Exercise instructions:
Below are the entries. Transcribe exactly the lines from the one with "(input, target) batches" through the one with "impl Iteration for", ends included, and leave out all others.

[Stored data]
━━━━━━━━━━━━━━━━
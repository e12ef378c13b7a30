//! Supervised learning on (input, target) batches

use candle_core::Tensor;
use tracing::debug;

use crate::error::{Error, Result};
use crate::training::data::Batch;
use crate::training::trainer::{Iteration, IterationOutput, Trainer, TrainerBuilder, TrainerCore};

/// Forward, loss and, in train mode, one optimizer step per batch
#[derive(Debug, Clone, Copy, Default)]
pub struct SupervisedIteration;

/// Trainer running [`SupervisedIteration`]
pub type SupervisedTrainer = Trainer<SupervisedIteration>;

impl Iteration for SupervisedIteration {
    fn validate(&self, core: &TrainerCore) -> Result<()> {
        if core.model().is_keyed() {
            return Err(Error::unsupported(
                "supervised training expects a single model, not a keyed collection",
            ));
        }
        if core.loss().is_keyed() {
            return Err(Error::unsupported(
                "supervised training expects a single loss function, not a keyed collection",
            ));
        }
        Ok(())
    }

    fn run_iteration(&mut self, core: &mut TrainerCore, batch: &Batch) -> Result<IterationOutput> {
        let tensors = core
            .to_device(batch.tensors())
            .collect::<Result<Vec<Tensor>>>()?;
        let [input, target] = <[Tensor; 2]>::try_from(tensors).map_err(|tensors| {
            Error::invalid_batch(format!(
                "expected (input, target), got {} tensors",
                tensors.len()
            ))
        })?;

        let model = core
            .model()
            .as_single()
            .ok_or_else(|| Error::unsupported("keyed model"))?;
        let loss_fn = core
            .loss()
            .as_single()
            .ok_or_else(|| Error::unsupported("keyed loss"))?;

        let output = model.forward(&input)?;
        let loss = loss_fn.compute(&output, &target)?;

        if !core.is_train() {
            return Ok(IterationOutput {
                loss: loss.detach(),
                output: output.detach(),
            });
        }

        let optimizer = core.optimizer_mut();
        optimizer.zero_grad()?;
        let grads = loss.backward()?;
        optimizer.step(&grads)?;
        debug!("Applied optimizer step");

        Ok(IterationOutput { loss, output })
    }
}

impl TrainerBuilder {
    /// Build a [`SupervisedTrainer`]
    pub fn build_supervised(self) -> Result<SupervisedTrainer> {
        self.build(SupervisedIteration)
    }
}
━━━━━━━━━━━━━━━━
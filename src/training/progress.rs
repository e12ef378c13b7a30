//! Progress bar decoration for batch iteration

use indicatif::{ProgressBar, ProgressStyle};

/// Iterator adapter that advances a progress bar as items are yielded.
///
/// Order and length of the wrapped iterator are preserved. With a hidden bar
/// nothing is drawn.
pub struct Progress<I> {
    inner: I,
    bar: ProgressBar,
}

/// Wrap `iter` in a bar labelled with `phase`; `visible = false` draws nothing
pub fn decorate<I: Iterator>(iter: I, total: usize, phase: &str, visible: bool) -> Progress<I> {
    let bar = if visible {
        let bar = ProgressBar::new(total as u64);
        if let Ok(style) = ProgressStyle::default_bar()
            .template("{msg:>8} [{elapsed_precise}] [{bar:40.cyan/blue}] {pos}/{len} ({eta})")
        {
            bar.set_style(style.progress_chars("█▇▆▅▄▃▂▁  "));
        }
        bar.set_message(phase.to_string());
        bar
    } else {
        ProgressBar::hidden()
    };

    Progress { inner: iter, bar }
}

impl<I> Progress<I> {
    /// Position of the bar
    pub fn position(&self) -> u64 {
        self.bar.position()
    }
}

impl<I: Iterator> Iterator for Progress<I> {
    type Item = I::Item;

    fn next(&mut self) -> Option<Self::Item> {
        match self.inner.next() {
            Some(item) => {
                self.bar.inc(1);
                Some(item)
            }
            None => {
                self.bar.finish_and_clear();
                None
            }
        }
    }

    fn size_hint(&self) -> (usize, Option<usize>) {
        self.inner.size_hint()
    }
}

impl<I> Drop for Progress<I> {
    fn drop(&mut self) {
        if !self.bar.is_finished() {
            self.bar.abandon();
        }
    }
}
━━━━━━━━━━━━━━━━
Result of the task:
//! Supervised learning on (input, target) batches

use candle_core::Tensor;
use tracing::debug;

use crate::error::{Error, Result};
use crate::training::data::Batch;
use crate::training::trainer::{Iteration, IterationOutput, Trainer, TrainerBuilder, TrainerCore};

/// Forward, loss and, in train mode, one optimizer step per batch
#[derive(Debug, Clone, Copy, Default)]
pub struct SupervisedIteration;

/// Trainer running [`SupervisedIteration`]
pub type SupervisedTrainer = Trainer<SupervisedIteration>;

impl Iteration for SupervisedIteration {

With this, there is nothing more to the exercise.